● **EXERCISE PROMPT**
Only the lines from the one containing "EnvFilter, no_color: bool)" through the one containing "absolute and normalized." should be printed, exactly as they appear below, with both ends included.

---

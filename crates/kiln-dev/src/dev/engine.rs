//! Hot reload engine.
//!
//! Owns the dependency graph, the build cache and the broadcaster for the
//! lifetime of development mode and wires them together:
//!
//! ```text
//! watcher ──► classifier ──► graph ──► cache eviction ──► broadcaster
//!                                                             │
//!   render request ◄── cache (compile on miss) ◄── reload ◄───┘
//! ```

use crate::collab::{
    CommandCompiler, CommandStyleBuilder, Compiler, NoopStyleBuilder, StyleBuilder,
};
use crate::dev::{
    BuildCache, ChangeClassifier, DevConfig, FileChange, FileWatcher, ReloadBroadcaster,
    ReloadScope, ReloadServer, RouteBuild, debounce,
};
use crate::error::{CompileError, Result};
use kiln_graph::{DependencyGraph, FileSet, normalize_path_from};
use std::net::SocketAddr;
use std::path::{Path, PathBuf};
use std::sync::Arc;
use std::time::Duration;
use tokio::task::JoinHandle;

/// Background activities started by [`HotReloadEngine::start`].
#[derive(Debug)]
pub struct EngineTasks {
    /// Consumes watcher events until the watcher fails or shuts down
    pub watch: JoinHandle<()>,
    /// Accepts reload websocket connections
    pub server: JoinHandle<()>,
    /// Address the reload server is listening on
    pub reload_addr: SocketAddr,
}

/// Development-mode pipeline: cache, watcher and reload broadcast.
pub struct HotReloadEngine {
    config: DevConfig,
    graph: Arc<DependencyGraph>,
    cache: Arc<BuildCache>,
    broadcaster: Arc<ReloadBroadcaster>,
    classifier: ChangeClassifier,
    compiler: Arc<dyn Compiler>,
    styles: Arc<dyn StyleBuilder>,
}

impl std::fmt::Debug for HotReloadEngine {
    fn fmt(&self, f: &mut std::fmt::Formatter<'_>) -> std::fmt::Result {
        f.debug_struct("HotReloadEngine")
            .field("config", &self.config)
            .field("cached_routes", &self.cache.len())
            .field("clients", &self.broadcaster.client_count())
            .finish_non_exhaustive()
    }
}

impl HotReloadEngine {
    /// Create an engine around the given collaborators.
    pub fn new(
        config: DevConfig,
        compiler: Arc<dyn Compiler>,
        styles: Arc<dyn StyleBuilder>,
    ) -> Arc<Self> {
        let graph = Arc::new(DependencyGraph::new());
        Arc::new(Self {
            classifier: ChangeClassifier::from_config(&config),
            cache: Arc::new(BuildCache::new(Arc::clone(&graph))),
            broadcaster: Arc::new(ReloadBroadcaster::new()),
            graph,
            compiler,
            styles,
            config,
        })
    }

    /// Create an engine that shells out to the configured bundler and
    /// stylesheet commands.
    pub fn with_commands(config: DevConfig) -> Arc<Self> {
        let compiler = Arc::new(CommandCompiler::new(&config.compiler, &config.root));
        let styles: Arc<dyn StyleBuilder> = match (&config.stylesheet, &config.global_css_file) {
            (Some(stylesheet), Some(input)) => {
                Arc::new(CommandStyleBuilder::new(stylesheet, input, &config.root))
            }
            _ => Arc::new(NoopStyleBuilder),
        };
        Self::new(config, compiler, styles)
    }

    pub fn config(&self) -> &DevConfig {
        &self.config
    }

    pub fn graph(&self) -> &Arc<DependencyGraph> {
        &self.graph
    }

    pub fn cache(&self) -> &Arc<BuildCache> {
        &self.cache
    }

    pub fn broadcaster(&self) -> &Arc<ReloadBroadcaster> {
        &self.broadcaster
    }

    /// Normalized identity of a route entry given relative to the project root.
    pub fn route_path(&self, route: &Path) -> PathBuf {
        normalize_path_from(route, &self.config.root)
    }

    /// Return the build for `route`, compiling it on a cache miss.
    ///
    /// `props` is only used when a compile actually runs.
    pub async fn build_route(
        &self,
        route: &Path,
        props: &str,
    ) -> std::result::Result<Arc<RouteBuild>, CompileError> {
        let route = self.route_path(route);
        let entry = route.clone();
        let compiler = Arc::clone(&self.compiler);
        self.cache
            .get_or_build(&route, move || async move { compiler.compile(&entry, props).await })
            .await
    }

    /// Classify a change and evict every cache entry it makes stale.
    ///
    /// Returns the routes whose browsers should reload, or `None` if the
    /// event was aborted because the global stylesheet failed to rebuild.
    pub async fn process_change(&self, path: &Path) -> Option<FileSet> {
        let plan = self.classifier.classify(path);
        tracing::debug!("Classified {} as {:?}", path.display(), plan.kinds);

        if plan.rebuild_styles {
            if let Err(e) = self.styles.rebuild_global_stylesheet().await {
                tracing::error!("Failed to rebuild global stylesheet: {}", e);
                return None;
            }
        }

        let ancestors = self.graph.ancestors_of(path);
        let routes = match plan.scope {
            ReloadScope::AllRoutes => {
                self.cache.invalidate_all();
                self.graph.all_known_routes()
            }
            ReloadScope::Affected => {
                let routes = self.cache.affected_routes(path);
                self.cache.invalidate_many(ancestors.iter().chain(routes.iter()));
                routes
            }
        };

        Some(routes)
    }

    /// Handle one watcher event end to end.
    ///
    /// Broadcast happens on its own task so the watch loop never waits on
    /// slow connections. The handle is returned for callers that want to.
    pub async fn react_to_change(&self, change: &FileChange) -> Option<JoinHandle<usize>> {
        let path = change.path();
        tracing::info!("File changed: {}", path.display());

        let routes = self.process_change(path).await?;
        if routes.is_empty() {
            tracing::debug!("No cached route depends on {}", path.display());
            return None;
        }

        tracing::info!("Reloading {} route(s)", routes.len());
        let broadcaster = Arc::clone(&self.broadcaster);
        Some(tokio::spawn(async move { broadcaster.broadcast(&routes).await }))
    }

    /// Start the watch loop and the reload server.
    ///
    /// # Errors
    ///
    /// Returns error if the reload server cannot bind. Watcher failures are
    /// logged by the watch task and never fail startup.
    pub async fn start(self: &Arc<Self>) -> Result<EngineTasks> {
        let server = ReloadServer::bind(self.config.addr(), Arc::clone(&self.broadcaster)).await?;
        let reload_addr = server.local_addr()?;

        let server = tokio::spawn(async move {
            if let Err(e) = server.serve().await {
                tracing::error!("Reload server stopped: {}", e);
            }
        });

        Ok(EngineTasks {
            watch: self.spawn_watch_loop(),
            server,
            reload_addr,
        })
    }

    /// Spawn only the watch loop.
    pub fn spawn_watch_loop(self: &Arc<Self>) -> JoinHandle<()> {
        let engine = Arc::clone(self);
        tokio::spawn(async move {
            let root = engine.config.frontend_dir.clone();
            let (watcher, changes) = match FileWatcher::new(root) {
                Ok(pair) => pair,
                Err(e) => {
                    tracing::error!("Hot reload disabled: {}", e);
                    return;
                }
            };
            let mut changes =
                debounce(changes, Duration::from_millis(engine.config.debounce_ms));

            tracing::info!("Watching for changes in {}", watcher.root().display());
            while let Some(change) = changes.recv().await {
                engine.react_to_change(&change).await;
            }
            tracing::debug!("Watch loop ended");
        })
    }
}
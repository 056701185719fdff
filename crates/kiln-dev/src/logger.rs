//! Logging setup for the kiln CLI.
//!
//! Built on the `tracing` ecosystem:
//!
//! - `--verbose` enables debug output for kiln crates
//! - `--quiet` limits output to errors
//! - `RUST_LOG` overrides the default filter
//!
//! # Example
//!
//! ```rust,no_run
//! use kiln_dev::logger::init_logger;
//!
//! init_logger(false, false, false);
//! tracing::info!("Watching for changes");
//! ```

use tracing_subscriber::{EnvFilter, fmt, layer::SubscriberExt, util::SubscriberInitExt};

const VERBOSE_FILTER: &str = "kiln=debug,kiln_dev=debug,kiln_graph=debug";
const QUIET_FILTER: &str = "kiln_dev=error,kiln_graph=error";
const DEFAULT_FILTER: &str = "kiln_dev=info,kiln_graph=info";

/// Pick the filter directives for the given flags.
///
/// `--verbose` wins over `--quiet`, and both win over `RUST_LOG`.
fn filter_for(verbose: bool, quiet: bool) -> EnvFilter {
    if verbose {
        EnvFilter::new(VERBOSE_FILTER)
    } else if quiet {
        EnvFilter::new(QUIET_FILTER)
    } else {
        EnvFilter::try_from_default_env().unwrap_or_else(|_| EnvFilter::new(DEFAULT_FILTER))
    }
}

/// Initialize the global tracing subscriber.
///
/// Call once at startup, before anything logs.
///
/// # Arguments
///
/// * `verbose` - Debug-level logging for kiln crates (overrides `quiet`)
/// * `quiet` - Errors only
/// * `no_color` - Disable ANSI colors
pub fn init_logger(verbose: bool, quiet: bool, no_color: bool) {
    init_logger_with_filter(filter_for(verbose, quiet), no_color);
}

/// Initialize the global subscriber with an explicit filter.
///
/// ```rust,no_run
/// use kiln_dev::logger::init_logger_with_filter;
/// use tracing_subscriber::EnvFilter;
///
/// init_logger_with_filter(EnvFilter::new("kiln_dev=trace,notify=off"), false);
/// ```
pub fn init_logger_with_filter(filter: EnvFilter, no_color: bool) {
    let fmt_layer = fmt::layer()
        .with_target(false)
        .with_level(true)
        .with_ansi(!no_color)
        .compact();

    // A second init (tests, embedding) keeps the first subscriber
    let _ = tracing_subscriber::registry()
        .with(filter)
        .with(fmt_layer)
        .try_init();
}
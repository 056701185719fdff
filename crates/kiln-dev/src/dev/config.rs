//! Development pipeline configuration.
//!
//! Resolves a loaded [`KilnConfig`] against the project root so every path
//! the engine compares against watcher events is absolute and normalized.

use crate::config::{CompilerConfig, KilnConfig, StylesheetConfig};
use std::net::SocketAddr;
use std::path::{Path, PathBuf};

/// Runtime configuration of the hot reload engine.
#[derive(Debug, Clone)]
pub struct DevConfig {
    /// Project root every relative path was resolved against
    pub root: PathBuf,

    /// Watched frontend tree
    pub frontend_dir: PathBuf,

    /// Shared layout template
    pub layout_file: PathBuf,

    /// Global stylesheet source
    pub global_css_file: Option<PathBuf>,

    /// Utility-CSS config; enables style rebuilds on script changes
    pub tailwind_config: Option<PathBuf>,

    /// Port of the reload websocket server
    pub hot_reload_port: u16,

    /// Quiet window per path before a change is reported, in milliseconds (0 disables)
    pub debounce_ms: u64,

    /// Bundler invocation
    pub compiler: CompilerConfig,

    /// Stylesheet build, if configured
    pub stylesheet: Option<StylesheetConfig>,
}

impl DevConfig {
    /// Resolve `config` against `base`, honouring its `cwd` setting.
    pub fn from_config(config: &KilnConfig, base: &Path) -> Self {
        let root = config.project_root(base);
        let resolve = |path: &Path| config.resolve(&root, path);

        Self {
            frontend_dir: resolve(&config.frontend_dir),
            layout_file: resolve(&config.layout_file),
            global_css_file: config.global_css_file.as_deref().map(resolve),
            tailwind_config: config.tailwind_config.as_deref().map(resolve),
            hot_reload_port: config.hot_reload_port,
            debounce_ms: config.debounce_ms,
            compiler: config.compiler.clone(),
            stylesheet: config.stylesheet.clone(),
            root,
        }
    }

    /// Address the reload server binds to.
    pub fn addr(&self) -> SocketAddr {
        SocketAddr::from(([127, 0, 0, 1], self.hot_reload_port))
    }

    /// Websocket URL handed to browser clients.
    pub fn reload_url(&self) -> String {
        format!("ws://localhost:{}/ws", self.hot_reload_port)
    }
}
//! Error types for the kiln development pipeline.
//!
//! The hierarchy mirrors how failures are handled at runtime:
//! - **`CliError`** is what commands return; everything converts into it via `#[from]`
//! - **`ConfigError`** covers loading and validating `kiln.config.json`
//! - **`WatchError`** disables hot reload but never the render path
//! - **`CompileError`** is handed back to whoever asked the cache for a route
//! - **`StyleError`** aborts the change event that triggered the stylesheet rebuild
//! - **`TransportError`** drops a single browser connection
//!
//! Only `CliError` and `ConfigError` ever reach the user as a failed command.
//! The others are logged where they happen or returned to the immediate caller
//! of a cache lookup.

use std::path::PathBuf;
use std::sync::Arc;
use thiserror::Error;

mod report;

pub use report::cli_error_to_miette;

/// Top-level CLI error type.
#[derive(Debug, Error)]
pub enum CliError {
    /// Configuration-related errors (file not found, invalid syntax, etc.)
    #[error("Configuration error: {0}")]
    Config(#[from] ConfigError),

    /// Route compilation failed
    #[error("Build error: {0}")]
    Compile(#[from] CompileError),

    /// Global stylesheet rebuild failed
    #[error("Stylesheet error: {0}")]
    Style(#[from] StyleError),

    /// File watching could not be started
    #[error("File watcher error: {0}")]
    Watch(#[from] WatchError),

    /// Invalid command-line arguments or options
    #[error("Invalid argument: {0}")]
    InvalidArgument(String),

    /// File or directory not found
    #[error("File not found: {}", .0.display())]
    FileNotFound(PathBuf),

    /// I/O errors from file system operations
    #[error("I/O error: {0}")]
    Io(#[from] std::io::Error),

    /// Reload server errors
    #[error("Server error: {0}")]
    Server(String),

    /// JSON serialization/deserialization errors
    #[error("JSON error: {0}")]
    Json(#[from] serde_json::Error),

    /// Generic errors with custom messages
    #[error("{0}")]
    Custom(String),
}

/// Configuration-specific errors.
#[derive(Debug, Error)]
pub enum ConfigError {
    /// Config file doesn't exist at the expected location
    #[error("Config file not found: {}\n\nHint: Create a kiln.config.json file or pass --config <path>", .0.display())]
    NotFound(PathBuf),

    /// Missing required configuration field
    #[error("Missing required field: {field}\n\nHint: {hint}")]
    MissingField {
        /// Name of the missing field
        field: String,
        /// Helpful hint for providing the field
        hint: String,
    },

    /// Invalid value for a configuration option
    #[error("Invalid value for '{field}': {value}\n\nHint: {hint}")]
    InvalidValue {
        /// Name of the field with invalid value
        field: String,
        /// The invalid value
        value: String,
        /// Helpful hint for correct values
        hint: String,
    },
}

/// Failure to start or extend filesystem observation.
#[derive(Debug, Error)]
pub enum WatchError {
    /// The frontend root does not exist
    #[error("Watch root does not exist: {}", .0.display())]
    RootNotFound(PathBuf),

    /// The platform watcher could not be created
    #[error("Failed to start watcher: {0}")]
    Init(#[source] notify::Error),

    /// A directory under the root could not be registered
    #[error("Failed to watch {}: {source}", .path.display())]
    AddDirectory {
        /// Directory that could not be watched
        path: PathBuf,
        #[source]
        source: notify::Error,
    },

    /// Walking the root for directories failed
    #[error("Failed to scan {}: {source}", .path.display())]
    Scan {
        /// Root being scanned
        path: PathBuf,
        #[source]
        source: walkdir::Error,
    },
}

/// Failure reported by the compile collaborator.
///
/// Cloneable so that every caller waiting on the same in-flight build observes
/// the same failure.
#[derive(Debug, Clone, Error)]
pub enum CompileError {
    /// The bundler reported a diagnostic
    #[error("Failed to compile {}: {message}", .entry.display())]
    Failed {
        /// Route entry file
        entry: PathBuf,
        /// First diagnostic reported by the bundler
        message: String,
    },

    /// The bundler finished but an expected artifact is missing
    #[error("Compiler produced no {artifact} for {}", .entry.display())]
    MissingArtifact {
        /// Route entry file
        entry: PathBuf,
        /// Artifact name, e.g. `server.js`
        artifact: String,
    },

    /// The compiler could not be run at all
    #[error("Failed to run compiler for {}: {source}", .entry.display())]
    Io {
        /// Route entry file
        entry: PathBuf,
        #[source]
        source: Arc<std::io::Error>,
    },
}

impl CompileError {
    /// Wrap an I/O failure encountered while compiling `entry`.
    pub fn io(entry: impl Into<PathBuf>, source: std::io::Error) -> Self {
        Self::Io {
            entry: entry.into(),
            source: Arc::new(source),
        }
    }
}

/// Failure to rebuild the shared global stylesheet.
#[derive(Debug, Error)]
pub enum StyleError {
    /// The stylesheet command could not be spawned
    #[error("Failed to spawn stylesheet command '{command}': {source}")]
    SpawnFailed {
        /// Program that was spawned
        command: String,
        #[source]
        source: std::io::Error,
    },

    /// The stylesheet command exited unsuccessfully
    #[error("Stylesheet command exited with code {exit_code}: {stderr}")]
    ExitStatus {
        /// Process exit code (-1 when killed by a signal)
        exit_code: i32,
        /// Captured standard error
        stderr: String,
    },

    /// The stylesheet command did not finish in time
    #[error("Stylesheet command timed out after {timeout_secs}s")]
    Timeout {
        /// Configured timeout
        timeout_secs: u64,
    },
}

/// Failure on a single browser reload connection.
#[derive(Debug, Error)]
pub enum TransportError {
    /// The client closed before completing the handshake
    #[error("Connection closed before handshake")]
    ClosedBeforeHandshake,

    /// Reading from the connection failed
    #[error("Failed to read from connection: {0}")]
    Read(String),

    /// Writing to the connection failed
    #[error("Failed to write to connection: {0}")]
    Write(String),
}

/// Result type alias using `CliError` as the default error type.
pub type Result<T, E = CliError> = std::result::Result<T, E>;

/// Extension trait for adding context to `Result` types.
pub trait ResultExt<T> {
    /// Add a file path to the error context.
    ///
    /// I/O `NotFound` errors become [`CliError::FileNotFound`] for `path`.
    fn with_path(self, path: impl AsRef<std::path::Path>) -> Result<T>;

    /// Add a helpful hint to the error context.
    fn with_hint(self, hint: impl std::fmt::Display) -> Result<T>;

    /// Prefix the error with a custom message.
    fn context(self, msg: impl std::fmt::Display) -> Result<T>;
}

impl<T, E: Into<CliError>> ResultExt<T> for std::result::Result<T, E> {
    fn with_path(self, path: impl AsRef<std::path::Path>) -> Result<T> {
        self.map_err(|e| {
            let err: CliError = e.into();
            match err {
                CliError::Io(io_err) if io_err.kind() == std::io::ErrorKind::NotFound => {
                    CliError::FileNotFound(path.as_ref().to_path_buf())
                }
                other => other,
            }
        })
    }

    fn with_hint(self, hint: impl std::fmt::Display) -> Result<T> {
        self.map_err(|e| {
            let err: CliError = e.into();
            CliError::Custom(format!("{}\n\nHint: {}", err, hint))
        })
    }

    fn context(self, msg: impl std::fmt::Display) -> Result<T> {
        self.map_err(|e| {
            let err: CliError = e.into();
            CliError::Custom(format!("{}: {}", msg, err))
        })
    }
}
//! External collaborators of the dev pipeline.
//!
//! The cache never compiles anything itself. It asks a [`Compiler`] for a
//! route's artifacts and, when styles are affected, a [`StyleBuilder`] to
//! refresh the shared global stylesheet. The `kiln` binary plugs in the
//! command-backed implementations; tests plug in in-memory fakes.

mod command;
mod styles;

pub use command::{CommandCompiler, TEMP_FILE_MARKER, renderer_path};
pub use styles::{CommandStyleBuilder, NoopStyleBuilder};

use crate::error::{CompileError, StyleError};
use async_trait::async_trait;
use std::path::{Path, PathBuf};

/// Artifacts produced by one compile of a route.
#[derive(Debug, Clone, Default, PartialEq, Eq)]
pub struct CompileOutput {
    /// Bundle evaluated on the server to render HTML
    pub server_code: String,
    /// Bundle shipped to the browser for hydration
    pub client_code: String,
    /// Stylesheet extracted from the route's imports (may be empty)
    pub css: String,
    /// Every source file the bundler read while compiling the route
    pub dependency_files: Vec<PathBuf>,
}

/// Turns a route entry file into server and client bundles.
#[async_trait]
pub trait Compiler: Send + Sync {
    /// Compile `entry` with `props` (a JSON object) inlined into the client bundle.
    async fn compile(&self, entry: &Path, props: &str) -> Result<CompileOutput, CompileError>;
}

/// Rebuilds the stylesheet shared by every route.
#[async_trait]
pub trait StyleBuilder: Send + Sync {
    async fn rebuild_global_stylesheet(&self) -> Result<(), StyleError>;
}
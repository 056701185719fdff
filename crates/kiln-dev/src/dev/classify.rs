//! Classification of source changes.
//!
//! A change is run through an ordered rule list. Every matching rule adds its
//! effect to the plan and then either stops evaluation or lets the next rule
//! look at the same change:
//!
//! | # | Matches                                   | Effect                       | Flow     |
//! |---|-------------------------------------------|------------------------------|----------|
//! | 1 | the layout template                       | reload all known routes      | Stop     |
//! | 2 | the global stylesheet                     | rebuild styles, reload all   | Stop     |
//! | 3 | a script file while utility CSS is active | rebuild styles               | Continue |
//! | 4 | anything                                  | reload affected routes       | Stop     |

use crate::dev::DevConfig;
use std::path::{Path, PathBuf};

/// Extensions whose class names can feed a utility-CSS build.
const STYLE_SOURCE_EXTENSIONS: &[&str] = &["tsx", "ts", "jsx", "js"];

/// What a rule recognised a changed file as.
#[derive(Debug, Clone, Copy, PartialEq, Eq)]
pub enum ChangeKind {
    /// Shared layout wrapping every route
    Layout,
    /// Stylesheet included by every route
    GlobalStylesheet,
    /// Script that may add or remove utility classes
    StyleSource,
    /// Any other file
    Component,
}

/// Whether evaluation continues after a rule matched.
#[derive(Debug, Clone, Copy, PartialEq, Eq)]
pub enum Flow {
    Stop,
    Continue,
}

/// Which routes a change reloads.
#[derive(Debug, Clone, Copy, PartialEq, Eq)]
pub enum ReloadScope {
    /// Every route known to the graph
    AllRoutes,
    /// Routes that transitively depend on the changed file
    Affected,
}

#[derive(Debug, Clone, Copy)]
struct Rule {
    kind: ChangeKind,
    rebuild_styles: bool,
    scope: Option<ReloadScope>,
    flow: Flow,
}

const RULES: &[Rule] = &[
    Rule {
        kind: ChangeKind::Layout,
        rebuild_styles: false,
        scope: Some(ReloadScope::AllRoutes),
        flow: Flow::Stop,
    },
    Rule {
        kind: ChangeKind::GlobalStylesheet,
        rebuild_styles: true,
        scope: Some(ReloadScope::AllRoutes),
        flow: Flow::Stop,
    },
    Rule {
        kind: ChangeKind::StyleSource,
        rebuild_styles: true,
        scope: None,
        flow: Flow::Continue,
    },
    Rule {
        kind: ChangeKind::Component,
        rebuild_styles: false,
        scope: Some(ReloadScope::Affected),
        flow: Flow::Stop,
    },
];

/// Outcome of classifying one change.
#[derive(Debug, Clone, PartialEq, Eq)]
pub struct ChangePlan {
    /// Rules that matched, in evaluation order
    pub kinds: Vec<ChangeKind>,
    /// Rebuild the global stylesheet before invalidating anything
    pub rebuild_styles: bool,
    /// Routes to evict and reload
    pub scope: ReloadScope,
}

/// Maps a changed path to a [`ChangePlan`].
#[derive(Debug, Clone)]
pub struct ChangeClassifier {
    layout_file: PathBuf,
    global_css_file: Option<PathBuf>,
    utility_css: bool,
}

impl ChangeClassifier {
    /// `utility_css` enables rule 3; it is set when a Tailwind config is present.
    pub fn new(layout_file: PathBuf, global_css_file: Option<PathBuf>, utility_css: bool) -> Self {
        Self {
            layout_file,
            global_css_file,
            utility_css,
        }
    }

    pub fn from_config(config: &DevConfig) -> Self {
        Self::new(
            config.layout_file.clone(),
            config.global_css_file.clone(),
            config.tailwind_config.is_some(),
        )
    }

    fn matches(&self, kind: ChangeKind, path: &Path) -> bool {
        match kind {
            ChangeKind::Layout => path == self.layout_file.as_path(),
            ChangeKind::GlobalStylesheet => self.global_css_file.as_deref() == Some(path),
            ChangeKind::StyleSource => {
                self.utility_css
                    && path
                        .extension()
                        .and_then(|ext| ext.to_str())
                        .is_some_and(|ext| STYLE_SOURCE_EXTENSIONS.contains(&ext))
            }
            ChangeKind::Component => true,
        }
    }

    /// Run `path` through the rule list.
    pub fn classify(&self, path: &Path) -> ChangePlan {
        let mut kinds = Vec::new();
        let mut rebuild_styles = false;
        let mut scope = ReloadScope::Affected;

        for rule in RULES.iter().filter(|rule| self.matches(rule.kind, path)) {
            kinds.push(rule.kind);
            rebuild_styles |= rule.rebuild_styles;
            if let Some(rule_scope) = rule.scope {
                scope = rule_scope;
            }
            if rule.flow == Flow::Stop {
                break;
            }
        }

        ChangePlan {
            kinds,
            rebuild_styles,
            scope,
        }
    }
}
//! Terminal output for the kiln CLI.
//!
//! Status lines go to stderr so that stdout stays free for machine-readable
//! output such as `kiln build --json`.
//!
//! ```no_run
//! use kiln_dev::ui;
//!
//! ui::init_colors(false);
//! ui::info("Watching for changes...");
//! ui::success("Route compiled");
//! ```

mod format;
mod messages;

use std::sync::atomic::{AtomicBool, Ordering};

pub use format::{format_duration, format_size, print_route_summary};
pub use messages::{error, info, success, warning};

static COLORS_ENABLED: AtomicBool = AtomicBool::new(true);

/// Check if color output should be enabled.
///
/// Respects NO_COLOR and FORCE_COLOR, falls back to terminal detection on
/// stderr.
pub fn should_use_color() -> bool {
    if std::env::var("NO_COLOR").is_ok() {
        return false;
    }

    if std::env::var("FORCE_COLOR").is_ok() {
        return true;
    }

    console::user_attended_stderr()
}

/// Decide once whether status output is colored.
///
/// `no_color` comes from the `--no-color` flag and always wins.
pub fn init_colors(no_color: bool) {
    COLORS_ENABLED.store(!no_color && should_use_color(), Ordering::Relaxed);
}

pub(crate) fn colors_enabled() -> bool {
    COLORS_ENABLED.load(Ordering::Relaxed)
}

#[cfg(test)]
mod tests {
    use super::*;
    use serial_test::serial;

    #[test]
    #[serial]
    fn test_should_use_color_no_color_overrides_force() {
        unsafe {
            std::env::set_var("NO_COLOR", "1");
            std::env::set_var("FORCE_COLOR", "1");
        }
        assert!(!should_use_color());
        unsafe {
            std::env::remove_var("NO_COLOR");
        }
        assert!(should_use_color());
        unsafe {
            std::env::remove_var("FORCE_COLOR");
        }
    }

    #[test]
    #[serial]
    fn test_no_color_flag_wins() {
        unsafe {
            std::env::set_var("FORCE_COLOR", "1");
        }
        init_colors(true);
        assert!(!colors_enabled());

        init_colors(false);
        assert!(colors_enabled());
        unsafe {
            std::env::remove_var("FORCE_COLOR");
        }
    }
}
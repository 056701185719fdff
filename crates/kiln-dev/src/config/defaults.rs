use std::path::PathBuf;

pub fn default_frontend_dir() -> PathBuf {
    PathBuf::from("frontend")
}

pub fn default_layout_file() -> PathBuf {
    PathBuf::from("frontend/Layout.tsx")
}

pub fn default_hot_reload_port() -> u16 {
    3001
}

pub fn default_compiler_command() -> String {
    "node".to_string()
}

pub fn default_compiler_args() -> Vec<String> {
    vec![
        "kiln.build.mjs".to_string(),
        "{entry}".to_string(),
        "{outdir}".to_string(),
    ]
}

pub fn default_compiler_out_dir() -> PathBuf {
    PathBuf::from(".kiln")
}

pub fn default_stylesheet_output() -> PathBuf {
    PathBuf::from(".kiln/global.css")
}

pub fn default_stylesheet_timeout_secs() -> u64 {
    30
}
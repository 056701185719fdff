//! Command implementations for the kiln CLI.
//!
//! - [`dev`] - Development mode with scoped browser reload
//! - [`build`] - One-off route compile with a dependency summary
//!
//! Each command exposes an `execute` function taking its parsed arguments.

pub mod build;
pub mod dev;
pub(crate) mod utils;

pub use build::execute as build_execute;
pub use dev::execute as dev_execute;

---

● **RESPONSE AREA**
pub fn init_logger_with_filter(filter: EnvFilter, no_color: bool) {
    let fmt_layer = fmt::layer()
        .with_target(false)
        .with_level(true)
        .with_ansi(!no_color)
        .compact();

    // A second init (tests, embedding) keeps the first subscriber
    let _ = tracing_subscriber::registry()
        .with(filter)
        .with(fmt_layer)
        .try_init();
}
repository 056701185719fdff
filename crates/kiln-dev/src/dev/config.rs
//! Development pipeline configuration.
//!
//! Resolves a loaded [`KilnConfig`] against the project root so every path
//! the engine compares against watcher events is absolute and normalized.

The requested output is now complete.